Even though the system software is growing more advanced and more complicated, hackers are becoming better and better-organized to break all the walls built to protect a server.
It’s an ongoing battle from the beginning and which can never really be won.
Let me give some tips that may help to secure your server.
How We Secure Our Server From Cyber Attacks
Tip #1 Establish A Secure Remote Connection
Establishing A Secure Connection
There are many ways to connect to a server remotely. SSH, telnet, Stunnel, HTTPS with client-side authentication etc. SSH is found to be the most secure and popular way of security.
Unlike the traditional way, SSH gives an end to end encryption throughout the data exchange.
You have to do some tweaks to make ssh more secure.
SSH port number will be 22 by default. You need to change this to a secure port number.

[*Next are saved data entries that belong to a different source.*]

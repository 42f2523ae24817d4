//! End-to-end behaviour of the collections against the in-memory store

use rand::distributions::Alphanumeric;
use rand::Rng;
use redis_collections::{
    impl_record, open_store, shard_of, CollectionError, CollectionsConfig, ListEntry,
    MemoryStore, ObjectHash, ScoredList, ShardedBucket, Store,
};
use std::collections::HashMap;
use std::sync::Arc;

#[derive(Debug, Default, Clone, PartialEq)]
struct Article {
    title: String,
    views: u64,
    rating: f32,
    published: bool,
    tags: Vec<String>,
}

impl_record!(Article {
    title,
    views,
    rating => "stars",
    published,
});

fn article(title: &str, views: u64) -> Article {
    Article {
        title: title.to_string(),
        views,
        rating: 4.5,
        published: true,
        tags: vec!["ignored".to_string()],
    }
}

#[test]
fn test_object_hash_lifecycle() {
    let store = Arc::new(MemoryStore::new());
    let articles = ObjectHash::new(store.clone(), "articles");

    for i in 0..10 {
        articles
            .set(&format!("a{}", i), &article(&format!("post {}", i), i))
            .unwrap();
    }
    assert_eq!(articles.size().unwrap(), 10);

    let mut a3 = Article::default();
    articles.scan(&mut a3, "a3").unwrap();
    assert_eq!(a3.title, "post 3");
    assert_eq!(a3.views, 3);
    assert_eq!(a3.rating, 4.5);
    assert!(a3.published);
    // Unmapped field does not survive the trip
    assert!(a3.tags.is_empty());

    articles.incr("a3", "views", 100).unwrap();
    assert_eq!(articles.get_field("a3", "views").unwrap(), "103");

    articles.del::<Article, _, _>(["a0", "a1", "a2"]).unwrap();
    assert_eq!(articles.size().unwrap(), 7);
    assert!(!articles.contains("a0").unwrap());

    let ids: Vec<String> = (0..10).map(|i| format!("a{}", i)).collect();
    let found: HashMap<String, Article> = articles.range(&ids).unwrap();
    assert_eq!(found.len(), 7);
    assert_eq!(found["a3"].views, 103);
    assert!(!found.contains_key("a1"));
}

#[test]
fn test_object_hashes_are_isolated_by_key() {
    let store = Arc::new(MemoryStore::new());
    let left = ObjectHash::new(store.clone(), "left");
    let right = ObjectHash::new(store, "right");

    left.set("1", &article("l", 1)).unwrap();
    assert!(left.contains("1").unwrap());
    assert!(!right.contains("1").unwrap());
    assert_eq!(right.size().unwrap(), 0);
}

#[test]
fn test_list_example_paging() {
    let list = ScoredList::new(Arc::new(MemoryStore::new()), "timeline");
    list.set("a", 10).unwrap();
    list.set("b", 20).unwrap();
    list.set("c", 30).unwrap();

    let mut it = list.range_with_score(0, 0, 0, 2, false).unwrap();
    assert_eq!(it.count(), 3);
    assert_eq!(
        it.next_page().unwrap(),
        vec![ListEntry::new("a", 10), ListEntry::new("b", 20)]
    );
    assert_eq!(it.next_page().unwrap(), vec![ListEntry::new("c", 30)]);
    assert!(matches!(
        it.next_page(),
        Err(CollectionError::IteratorExhausted)
    ));

    assert_eq!(list.batch_contains(["a", "z"]).unwrap(), vec!["a".to_string()]);
}

#[test]
fn test_list_pages_cover_large_range() {
    let list = ScoredList::new(Arc::new(MemoryStore::new()), "big");
    for i in 1..=95 {
        list.set(&format!("m{}", i), i).unwrap();
    }

    let mut it = list.range_with_score(0, 0, 0, 10, true).unwrap();
    let pages: Vec<Vec<ListEntry>> = it.pages().map(|p| p.unwrap()).collect();
    assert_eq!(pages.len(), 10);
    assert_eq!(pages[0][0], ListEntry::new("m95", 95));
    assert_eq!(pages[9].len(), 5);

    let scores: Vec<i64> = pages.iter().flatten().map(|e| e.score).collect();
    let mut sorted = scores.clone();
    sorted.sort_unstable_by(|a, b| b.cmp(a));
    assert_eq!(scores, sorted);
}

#[test]
fn test_bucket_routing_spreads_members() {
    let store = Arc::new(MemoryStore::new());
    let buckets = ShardedBucket::new(store.clone()).unwrap();
    buckets.create("users", 5).unwrap();

    let mut rng = rand::thread_rng();
    let mut per_shard: HashMap<String, usize> = HashMap::new();
    for _ in 0..5000 {
        let member: String = (&mut rng)
            .sample_iter(&Alphanumeric)
            .take(12)
            .map(char::from)
            .collect();
        let key = buckets.bucket_key("users", &member).unwrap();
        assert_eq!(key, format!("users#{}", shard_of(&member, 5).unwrap()));
        *per_shard.entry(key).or_default() += 1;
    }

    assert_eq!(per_shard.len(), 5);
    for (shard, hits) in &per_shard {
        // Expect ~1000 each; a starved shard would be far below
        assert!(*hits > 700, "{} only got {} members", shard, hits);
    }

    // Routing goes through the cache after create
    let before = store.round_trips();
    buckets.bucket_key("users", "anyone").unwrap();
    assert_eq!(store.round_trips(), before);
}

#[test]
fn test_built_from_config() {
    let config = CollectionsConfig::from_toml_str(
        r#"
        meta_cache_capacity = 4
        lock_ttl_ms = 1000

        [store]
        type = "InMemory"
        "#,
    )
    .unwrap();
    let store = open_store(&config.store).unwrap();
    let buckets = ShardedBucket::with_config(store.clone(), &config).unwrap();

    buckets.create("orders", 2).unwrap();
    assert!(store.exists("orders#bucket_index").unwrap());
    assert_eq!(buckets.size("orders").unwrap(), 0);
    assert!(matches!(
        buckets.create("orders", 2),
        Err(CollectionError::AlreadyExists(_))
    ));
}
//! Remote store boundary
//!
//! The collections only need a narrow slice of a Redis-like server: hashes,
//! sorted sets, and a handful of key operations. [`Store`] captures that slice
//! so collections can run against Redis ([`RedisStore`], feature `redis`) or
//! fully in-process ([`MemoryStore`]).
//!
//! All keys, fields and values are plain strings. Batched calls are pipelined
//! into one round trip but are NOT atomic across their members.

pub mod factory;
pub mod memory;
#[cfg(feature = "redis")]
pub mod redis;

pub use factory::open_store;
pub use memory::MemoryStore;
#[cfg(feature = "redis")]
pub use self::redis::RedisStore;

use std::collections::HashMap;
use std::fmt;
use std::time::Duration;
use thiserror::Error;

/// Store operation result type
pub type StoreResult<T> = std::result::Result<T, StoreError>;

/// Transport or protocol failures reported by a store
#[derive(Error, Debug)]
pub enum StoreError {
    /// Operation against a key holding the wrong kind of value
    #[error("WRONGTYPE operation against key {0} holding the wrong kind of value")]
    WrongType(String),

    /// Increment on a field whose value is not an integer
    #[error("hash value is not an integer: {key}/{field}")]
    NotAnInteger { key: String, field: String },

    /// Generic backend failure
    #[error("backend failure: {0}")]
    Backend(String),

    #[cfg(feature = "redis")]
    #[error("redis: {0}")]
    Redis(#[from] ::redis::RedisError),
}

/// One field operation inside a pipelined hash batch
#[derive(Debug, Clone, PartialEq)]
pub enum HashOp {
    /// `HSET key field value`
    Set { field: String, value: String },
    /// `HINCRBY key field delta`
    IncrBy { field: String, delta: i64 },
}

impl HashOp {
    pub fn set(field: impl Into<String>, value: impl Into<String>) -> Self {
        HashOp::Set {
            field: field.into(),
            value: value.into(),
        }
    }

    pub fn incr_by(field: impl Into<String>, delta: i64) -> Self {
        HashOp::IncrBy {
            field: field.into(),
            delta,
        }
    }
}

/// One bound of a score range
#[derive(Debug, Clone, Copy, PartialEq)]
pub enum ScoreBound {
    /// `-inf` on the min side, `+inf` on the max side
    Unbounded,
    /// Inclusive bound
    Inclusive(f64),
}

impl ScoreBound {
    /// Render as a `ZRANGEBYSCORE` min argument
    pub fn as_min_arg(&self) -> String {
        match self {
            ScoreBound::Unbounded => "-inf".to_string(),
            ScoreBound::Inclusive(v) => v.to_string(),
        }
    }

    /// Render as a `ZRANGEBYSCORE` max argument
    pub fn as_max_arg(&self) -> String {
        match self {
            ScoreBound::Unbounded => "+inf".to_string(),
            ScoreBound::Inclusive(v) => v.to_string(),
        }
    }

    pub(crate) fn admits_from_below(&self, score: f64) -> bool {
        match self {
            ScoreBound::Unbounded => true,
            ScoreBound::Inclusive(min) => score >= *min,
        }
    }

    pub(crate) fn admits_from_above(&self, score: f64) -> bool {
        match self {
            ScoreBound::Unbounded => true,
            ScoreBound::Inclusive(max) => score <= *max,
        }
    }
}

/// Closed score interval `[min, max]`
#[derive(Debug, Clone, Copy, PartialEq)]
pub struct ScoreRange {
    pub min: ScoreBound,
    pub max: ScoreBound,
}

impl ScoreRange {
    pub fn new(min: ScoreBound, max: ScoreBound) -> Self {
        ScoreRange { min, max }
    }

    pub fn all() -> Self {
        ScoreRange::new(ScoreBound::Unbounded, ScoreBound::Unbounded)
    }

    pub fn contains(&self, score: f64) -> bool {
        self.min.admits_from_below(score) && self.max.admits_from_above(score)
    }
}

impl fmt::Display for ScoreRange {
    fn fmt(&self, f: &mut fmt::Formatter<'_>) -> fmt::Result {
        write!(f, "[{}, {}]", self.min.as_min_arg(), self.max.as_max_arg())
    }
}

/// Paging window for range-by-score queries (`LIMIT offset count`)
///
/// A zero `count` with a zero `offset` means no `LIMIT` clause at all.
#[derive(Debug, Clone, Copy, PartialEq, Eq)]
pub struct Page {
    pub offset: u64,
    pub count: u64,
}

impl Page {
    pub fn new(offset: u64, count: u64) -> Self {
        Page { offset, count }
    }

    pub fn is_unlimited(&self) -> bool {
        self.offset == 0 && self.count == 0
    }
}

/// Member and score pair as returned by a sorted set
#[derive(Debug, Clone, PartialEq)]
pub struct ScoredMember {
    pub member: String,
    pub score: f64,
}

/// Capabilities a backing store must provide
pub trait Store: Send + Sync {
    // Hashes

    fn hset(&self, key: &str, field: &str, value: &str) -> StoreResult<()>;

    /// Set several fields in one command; readers see all of them or none
    fn hset_multiple(&self, key: &str, fields: &[(String, String)]) -> StoreResult<()>;

    /// Pipeline several field operations against one hash in a single round trip
    fn hash_batch(&self, key: &str, ops: &[HashOp]) -> StoreResult<()>;

    fn hget(&self, key: &str, field: &str) -> StoreResult<Option<String>>;

    /// Values in the same order as `fields`; absent fields are `None`
    fn hmget(&self, key: &str, fields: &[String]) -> StoreResult<Vec<Option<String>>>;

    fn hgetall(&self, key: &str) -> StoreResult<HashMap<String, String>>;

    /// Returns the number of fields actually removed
    fn hdel(&self, key: &str, fields: &[String]) -> StoreResult<u64>;

    fn hexists(&self, key: &str, field: &str) -> StoreResult<bool>;

    fn hincrby(&self, key: &str, field: &str, delta: i64) -> StoreResult<i64>;

    // Sorted sets

    /// Insert or overwrite the score of `member`
    fn zadd(&self, key: &str, member: &str, score: f64) -> StoreResult<()>;

    fn zrem(&self, key: &str, members: &[String]) -> StoreResult<u64>;

    fn zrank(&self, key: &str, member: &str) -> StoreResult<Option<u64>>;

    /// One `ZRANK` per member, pipelined; ranks in input order
    fn zrank_batch(&self, key: &str, members: &[String]) -> StoreResult<Vec<Option<u64>>>;

    fn zcount(&self, key: &str, range: ScoreRange) -> StoreResult<u64>;

    /// `ZRANGEBYSCORE` (or `ZREVRANGEBYSCORE` when `reverse`) with scores
    fn zrange_by_score(
        &self,
        key: &str,
        range: ScoreRange,
        page: Page,
        reverse: bool,
    ) -> StoreResult<Vec<ScoredMember>>;

    // Keys

    fn exists(&self, key: &str) -> StoreResult<bool>;

    /// `SET key value NX PX ttl`; true if the key was set
    fn set_nx_ex(&self, key: &str, value: &str, ttl: Duration) -> StoreResult<bool>;

    /// Returns true if a key was removed
    fn del(&self, key: &str) -> StoreResult<bool>;
}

Many server configurations guides recommend using a port number greater than 1024.
Change the port number in the sshd.conf file under the etc file system.
$ vi /etc/ssh/sshd_config
locate the line with port number and change port number and remove the # symbol from the line.
Restart sshd by following commands:
For CentOS and Fedora:
$ service sshd restart
For Debian and Ubuntu:
$ service ssh restart
PS: Do not exit your open root session until you can log in using the new configuration.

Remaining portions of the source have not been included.